Bee Net Zero

Manufacturers get rewarded for ‘energy flexibility’

  • Tuesday, August 8, 2023
  • Posted By The Growth Company

With electricity prices predicted to stay above pre-pandemic levels long into the future, manufacturers can take advantage of emerging opportunities to earn revenue by helping to balance the grid.

Bee Net Zero Partner GC Business Growth Hub, explains how Manufacturers across the region can be rewarded for energy flexibility.


The latest research into the future of power prices by energy experts Cornwall Insight suggests pre-2022 costs are unlikely to return until the late 2030s at the earliest, despite prices coming down since the peak of the energy crisis last year.

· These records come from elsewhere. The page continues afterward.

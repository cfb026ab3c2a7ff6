//! asana-deps - Asana task dependency graphs

use std::process::ExitCode;

fn main() -> ExitCode {
    if let Err(e) = asana_deps::cli::run() {
        eprintln!("Error: {:#}", e);
        ExitCode::FAILURE
    } else {
        ExitCode::SUCCESS
    }
}
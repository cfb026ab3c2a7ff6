//! Domain models for asana-deps
//!
//! Contains the task model and status rules without any I/O concerns.

mod task;
mod collection;
mod status;

pub use task::{Task, sanitize_name};
pub use collection::{TaskCollection, CollectionError};
pub use status::{Status, is_ready};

GC Business Growth Hub's specialist advisors have worked with businesses to help them reduce their reliance on the grid by improving energy efficiency or investing in on-site generation.

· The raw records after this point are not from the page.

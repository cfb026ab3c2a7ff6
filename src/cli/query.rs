//! Query commands (ready, blocked)

use super::output::Output;
use crate::domain::{Status, Task, TaskCollection};

/// Tasks with the given status, in collection order
fn with_status(tasks: &TaskCollection, status: Status) -> Vec<&Task> {
    tasks
        .iter()
        .filter(|task| Status::of(task, tasks) == status)
        .collect()
}

/// Predecessors of a task that are not completed yet
fn open_blockers<'a>(task: &'a Task, tasks: &'a TaskCollection) -> Vec<&'a str> {
    task.blocked_by()
        .iter()
        .filter(|id| !tasks.get(id.as_str()).is_some_and(Task::is_completed))
        .map(String::as_str)
        .collect()
}

/// Show tasks ready to work on
pub fn ready(output: &Output, tasks: &TaskCollection) {
    let ready_tasks = with_status(tasks, Status::Ready);

    if output.is_json() {
        let items: Vec<_> = ready_tasks
            .iter()
            .map(|t| {
                serde_json::json!({
                    "id": t.id(),
                    "name": t.name(),
                    "milestone": t.is_milestone(),
                })
            })
            .collect();
        output.data(&items);
    } else if ready_tasks.is_empty() {
        println!("No tasks ready to work on.");
    } else {
        println!("Ready tasks ({}):", ready_tasks.len());
        println!("{:<20} NAME", "ID");
        println!("{}", "-".repeat(60));
        for task in ready_tasks {
            println!("{:<20} {}", task.id(), task.name());
        }
    }
}

/// Show blocked tasks
pub fn blocked(output: &Output, tasks: &TaskCollection) {
    let blocked_tasks: Vec<_> = with_status(tasks, Status::Blocked)
        .into_iter()
        .map(|task| (task, open_blockers(task, tasks)))
        .collect();

    if output.is_json() {
        let items: Vec<_> = blocked_tasks
            .iter()
            .map(|(task, blockers)| {
                serde_json::json!({
                    "id": task.id(),
                    "name": task.name(),
                    "milestone": task.is_milestone(),
                    "blocked_by": blockers,
                })
            })
            .collect();
        output.data(&items);
    } else if blocked_tasks.is_empty() {
        println!("No blocked tasks.");
    } else {
        println!("Blocked tasks ({}):", blocked_tasks.len());
        println!("{:<20} {:<30} BLOCKED BY", "ID", "NAME");
        println!("{}", "-".repeat(80));
        for (task, blockers) in blocked_tasks {
            println!("{:<20} {:<30} {}", task.id(), task.name(), blockers.join(", "));
        }
    }
}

Examples include Bridgewater Laminates, a joinery business based in Worsley. In addition to improving the efficiency of its manufacturing process, our advisors helped the business to make over £2,500 in annually recurring energy savings.

Speaking to the Hub following this support, Aiden Berry, Managing Director, commented:

“From cutting costs in energy usage to improving processes and efficiencies within our day to day work the Hub has helped Bridgewater develop into a profit-making organisation during one of the toughest periods any business has had to face in recent times.”


Read Bridgewater Laminates’ story


One increasingly popular way of reducing costs, especially for larger energy users like manufacturers, is to take part in ‘demand response’ schemes.

By voluntarily shifting power consumption when demand on the grid is high, businesses can help the network to balance supply and demand. This minimises the costs of managing the grid and helps to use intermittent clean energy sources like wind more efficiently – a service network operators are willing to pay for.

Last winter, the National Grid Electricity System Operator (ESO) launched the largest of ‘energy flexibility’ schemes to-date, offering over a million energy consumers small financial incentives in return for reducing their demand for a limited time.

Such schemes are expected to become increasingly lucrative for larger energy users. The North West’s regional network operator Electricity North West already runs its own Flexible Service for businesses, and National Grid ESO is looking to expand its scheme to more industrial users this winter.